List of Subjects in 17 CFR Parts 239, 270 and 274

    Investment companies, Reporting and recordkeeping requirements, 
Securities.

Text of Rule and Form Amendments

    For the reasons set out in the preamble, Title 17, Chapter II of 
the Code of Federal Regulations is amended as follows:

PART 270--RULES AND REGULATIONS, INVESTMENT COMPANY ACT OF 1940

    1. The authority citation for Part 270 continues to read, in part, 
as follows:

    Authority: 15 U.S.C. 80a-1 et seq., 80a-37, 80a-39 unless 
otherwise noted;
* * * * *
    2. Section 270.6c-10 is revised to read as follows:


Sec. 270.6c-10   Exemption for certain open-end management investment 
companies to impose deferred sales loads.

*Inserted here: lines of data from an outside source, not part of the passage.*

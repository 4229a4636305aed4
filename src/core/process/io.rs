// lerna-rs: Lerna child-process core - Rust Port
//
// SPDX-FileCopyrightText: 2026 Romeo Ahmed
// SPDX-License-Identifier: GPL-3.0-or-later

//! Output capture for piped child streams.
//!
//! ```text
//! spawn:  CapturedOutput::start(stdout?, stderr?)
//!           one reader task per piped stream
//!         CapturedOutput::from_readers(..)
//!           streaming: the prefixer tasks also capture
//! exit:   CapturedOutput::drain()   (both joined concurrently)
//!           --> (Option<String>, Option<String>)
//! failure: annotate(failure, captured) --> ChildError { stdout, stderr }
//!
//! read_stream(): read to EOF, lossy UTF-8, strip one trailing EOL
//! ```

use tokio::io::{AsyncRead, AsyncReadExt};
use tokio::task::JoinHandle;
use tracing::warn;

use crate::error::{ChildError, ChildFailure};

/// Reads a stream to completion and strips one trailing line terminator.
///
/// An absent stream yields `None`. Read errors are logged and the text read
/// so far is returned.
pub async fn read_stream<R>(stream: Option<R>) -> Option<String>
where
    R: AsyncRead + Unpin,
{
    let mut reader = stream?;
    let mut buf = Vec::new();
    if let Err(e) = reader.read_to_end(&mut buf).await {
        warn!(error = %e, "error reading stream");
    }
    Some(decode_output(buf))
}

/// Decodes captured bytes lossily and strips one trailing line terminator.
pub(super) fn decode_output(buf: Vec<u8>) -> String {
    let mut text = String::from_utf8(buf)
        .unwrap_or_else(|e| String::from_utf8_lossy(e.as_bytes()).into_owned());
    strip_eol(&mut text);
    text
}

/// Removes a single trailing `\n`, `\r\n` or `\r`.
pub fn strip_eol(text: &mut String) {
    if text.ends_with('\n') {
        text.pop();
    }
    if text.ends_with('\r') {
        text.pop();
    }
}

/// Reader tasks draining a child's piped stdout/stderr.
///
/// Started right after spawn so a chatty child never blocks on a full pipe.
#[derive(Debug)]
pub(super) struct CapturedOutput {
    stdout: Option<JoinHandle<Option<String>>>,
    stderr: Option<JoinHandle<Option<String>>>,
}

impl CapturedOutput {
    /// Starts draining whichever streams are present.
    pub(super) fn start<O, E>(stdout: Option<O>, stderr: Option<E>) -> Self
    where
        O: AsyncRead + Unpin + Send + 'static,
        E: AsyncRead + Unpin + Send + 'static,
    {
        Self {
            stdout: stdout.map(|s| tokio::spawn(read_stream(Some(s)))),
            stderr: stderr.map(|s| tokio::spawn(read_stream(Some(s)))),
        }
    }

    /// Wraps reader tasks started elsewhere, such as the streaming prefixers.
    pub(super) const fn from_readers(
        stdout: Option<JoinHandle<Option<String>>>,
        stderr: Option<JoinHandle<Option<String>>>,
    ) -> Self {
        Self { stdout, stderr }
    }

    /// Waits for both readers concurrently.
    pub(super) async fn drain(self) -> (Option<String>, Option<String>) {
        tokio::join!(join_reader(self.stdout), join_reader(self.stderr))
    }
}

async fn join_reader(reader: Option<JoinHandle<Option<String>>>) -> Option<String> {
    let handle = reader?;
    match handle.await {
        Ok(text) => text,
        Err(e) => {
            warn!(error = %e, "stream reader task failed");
            Some(String::new())
        }
    }
}

/// Drains both streams and attaches them to the failure.
pub(super) async fn annotate(failure: ChildFailure, captured: CapturedOutput) -> ChildError {
    let (stdout, stderr) = captured.drain().await;
    ChildError::new(failure).with_output(stdout, stderr)
}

    (a) A company and any exempted person shall be exempt from the 
provisions of sections 2(a)(32), 2(a)(35), and 22(d) of the Act [15 
U.S.C. 80a-2(a)(32), 80a-2(a)(35), and 80a-22(d), respectively] and 
Sec. 270.22c-1 to the extent necessary to permit a deferred sales load 
to be imposed on shares issued by the company, Provided, that:
    (1) The amount of the deferred sales load does not exceed a 
specified percentage of the net asset value or the offering price at 
the time of purchase;
    (2) The terms of the deferred sales load are covered by the 
provisions of Rule 2830 of the Conduct Rules of the National 
Association of Securities Dealers, Inc.; and
    (3) The same deferred sales load is imposed on all shareholders, 
except that scheduled variations in or elimination of a deferred sales 
load may be offered to a particular class of shareholders or 
transactions, Provided, that the conditions in Sec. 270.22d-1 are 
satisfied. Nothing in this paragraph (a) shall prevent a company from 
offering to existing shareholders a new scheduled variation that would 
waive or reduce the amount of a deferred sales load not yet paid.
    (b) For purposes of this section:
    (1) Company means a registered open-end management investment 
company, other than a registered separate account, and includes a 
separate series of the company;
    (2) Exempted person means any principal underwriter of, dealer in, 
and any other person authorized to consummate transactions in, 
securities issued by a company; and
    (3) Deferred sales load means any amount properly chargeable to 
sales or promotional expenses that is paid by a shareholder after 
purchase but before or upon redemption.
    3. Section 270.11a-3 is amended by revising paragraph (a)(3) to 
read as follows:


Sec. 270.11a-3   Offers of exchange by open-end investment companies 
other than separate accounts.

    (a) * * *
    (3) Deferred sales load means any amount properly chargeable to 
sales or promotional expenses that is paid by a shareholder after 
purchase but before or upon redemption;
* * * * *

PART 239--FORMS PRESCRIBED UNDER THE SECURITIES ACT OF 1933

PART 274--FORMS PRESCRIBED UNDER THE INVESTMENT COMPANY ACT OF 1940

    4. The authority citation for Part 239 continues to read, in part, 
as follows:

    Authority: 15 U.S.C. 77f, 77g, 77h, 77j, 77s, 77sss, 78c, 78l, 
78m, 78n, 78o(d), 78w(a), 78ll(d), 79e, 79f, 79g, 79j, 79l, 79m, 
79n, 79q, 79t, 80a-8, 80a-29, 80a-30 and 80a-37, unless otherwise 
noted.
* * * * *
    5. The authority citation for Part 274 continues to read as 
follows:

    Authority: 15 U.S.C. 77f, 77g, 77h, 77j, 77s, 78c(b), 78l, 78m, 
78n, 78o(d), 80a-8, 80a-24, and 80a-29, unless otherwise noted.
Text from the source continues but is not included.